We measured noise levels during operation using a decibel meter placed 1 meter from each humidifier. We also test each unit subjectively during hands-on testing, placing units side-by-side to determine their order from quietest to noisiest. During hands-on testing, we consider the type of noise in addition to the overall noise level. Some humidifiers produced a distinct pitch, which tended to fatigue the ears more quickly than options that produce more of a fan or "white noise."
Testing Ease of Use
Ease of Use considers both features and design with options that offer programmability earning higher ease of use scores. Humidifiers earn extra points for auto shut-off, large tank capacity, internal hygrometers, timers, filters, nightlights, and anything else that gives the user extra control over performance. The design considers each humidifier's features in context. Humidifiers, with too many features, can be complicated to operate and require lots of extra maintenance.

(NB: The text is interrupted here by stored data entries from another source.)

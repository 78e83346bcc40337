//! Cardinal spline interpolation over waypoint control points.

use crate::core::{Coordinate, Waypoint};

/// Interpolates a cardinal spline through `points`, emitting `samples`
/// evenly spaced points per control-point pair.
///
/// The first and last output points are the exact input endpoints, and
/// every control point appears unchanged in the output. Interpolated
/// points inherit the clearance of the control point opening their
/// segment. Fewer than three control points pass through untouched.
pub fn cardinal_spline(points: &[Waypoint], tension: f64, samples: usize) -> Vec<Waypoint> {
    if points.len() < 3 || samples < 2 {
        return points.to_vec();
    }

    let mut out = Vec::with_capacity((points.len() - 1) * samples + 1);
    out.push(points[0].clone());

    for i in 0..points.len() - 1 {
        let p1 = points[i].coordinate;
        let p2 = points[i + 1].coordinate;
        // Clamped neighbors at the ends.
        let p0 = points[i.saturating_sub(1)].coordinate;
        let p3 = points[(i + 2).min(points.len() - 1)].coordinate;

        let m1 = p2.sub(&p0).scale(tension);
        let m2 = p3.sub(&p1).scale(tension);

        for s in 1..=samples {
            if s == samples {
                out.push(points[i + 1].clone());
                continue;
            }
            let t = s as f64 / samples as f64;
            let mut sample = Waypoint::from_coordinate(hermite(&p1, &m1, &p2, &m2, t));
            sample.clearance = points[i].clearance;
            out.push(sample);
        }
    }

    out
}

/// Cubic Hermite blend of point/tangent pairs at parameter `t`.
fn hermite(p1: &Coordinate, m1: &Coordinate, p2: &Coordinate, m2: &Coordinate, t: f64) -> Coordinate {
    let t2 = t * t;
    let t3 = t2 * t;
    let h1 = 2.0 * t3 - 3.0 * t2 + 1.0;
    let h2 = t3 - 2.0 * t2 + t;
    let h3 = -2.0 * t3 + 3.0 * t2;
    let h4 = t3 - t2;

    p1.scale(h1)
        .add(&m1.scale(h2))
        .add(&p2.scale(h3))
        .add(&m2.scale(h4))
}

#[cfg(test)]
mod tests {
    use super::*;

    fn close(a: &Coordinate, b: &Coordinate) -> bool {
        (a.x - b.x).abs() < 1e-9 && (a.y - b.y).abs() < 1e-9
    }

    #[test]
    fn test_endpoints_are_exact() {
        let points = vec![
            Waypoint::new(0.0, 0.0),
            Waypoint::new(1.0, 2.0),
            Waypoint::new(3.0, 1.0),
        ];
        let curve = cardinal_spline(&points, 0.25, 8);

        assert!(close(&curve[0].coordinate, &points[0].coordinate));
        assert!(close(
            &curve.last().unwrap().coordinate,
            &points.last().unwrap().coordinate
        ));
    }

    #[test]
    fn test_sample_count() {
        let points = vec![
            Waypoint::new(0.0, 0.0),
            Waypoint::new(1.0, 0.0),
            Waypoint::new(2.0, 1.0),
            Waypoint::new(3.0, 1.0),
        ];
        let curve = cardinal_spline(&points, 0.25, 8);
        assert_eq!(curve.len(), (points.len() - 1) * 8 + 1);
    }

    #[test]
    fn test_control_points_appear_in_output() {
        let points = vec![
            Waypoint::new(0.0, 0.0),
            Waypoint::new(1.0, 2.0),
            Waypoint::new(2.0, 0.0),
        ];
        let samples = 4;
        let curve = cardinal_spline(&points, 0.25, samples);
        assert!(close(&curve[samples].coordinate, &points[1].coordinate));
    }

    #[test]
    fn test_samples_inherit_clearance() {
        let points = vec![
            Waypoint::new(0.0, 0.0).with_clearance(0.1),
            Waypoint::new(1.0, 0.0).with_clearance(0.2),
            Waypoint::new(2.0, 0.0).with_clearance(0.3),
        ];
        let curve = cardinal_spline(&points, 0.25, 4);

        // Interior samples of the first segment carry the opening
        // control point's clearance.
        for wp in &curve[1..4] {
            assert_eq!(wp.clearance, Some(0.1));
        }
        assert_eq!(curve[4].clearance, Some(0.2));
    }

    #[test]
    fn test_short_input_passes_through() {
        let points = vec![Waypoint::new(0.0, 0.0), Waypoint::new(1.0, 1.0)];
        let curve = cardinal_spline(&points, 0.25, 8);
        assert_eq!(curve.len(), 2);
        assert!(close(&curve[0].coordinate, &points[0].coordinate));
        assert!(close(&curve[1].coordinate, &points[1].coordinate));
    }

    #[test]
    fn test_zero_tension_stays_near_polyline() {
        // With zero tension the tangents vanish and the blend reduces
        // to a smoothstep between control points, so every sample lies
        // on the connecting segment.
        let points = vec![
            Waypoint::new(0.0, 0.0),
            Waypoint::new(1.0, 1.0),
            Waypoint::new(2.0, 2.0),
        ];
        let curve = cardinal_spline(&points, 0.0, 8);
        for wp in &curve {
            assert!((wp.coordinate.x - wp.coordinate.y).abs() < 1e-9);
        }
    }
}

Choosing the best humidifier for your little one's room can be a crucial decision. Increasing moisture in the air can be the difference between your child sleeping or continuing to feel congested. With so many potential options on the market, each with different features, finding the best product for your family can be challenging. To help you determine which humidifier is right for you, we used each option in this review to assess overall performance, ease of cleaning, and general functionality. While we feel the award-winning competitors are the best in the group, other top-scoring options might include the features you desire. Armed with our insider information from testing, you can find the best product for your little one and your wallet.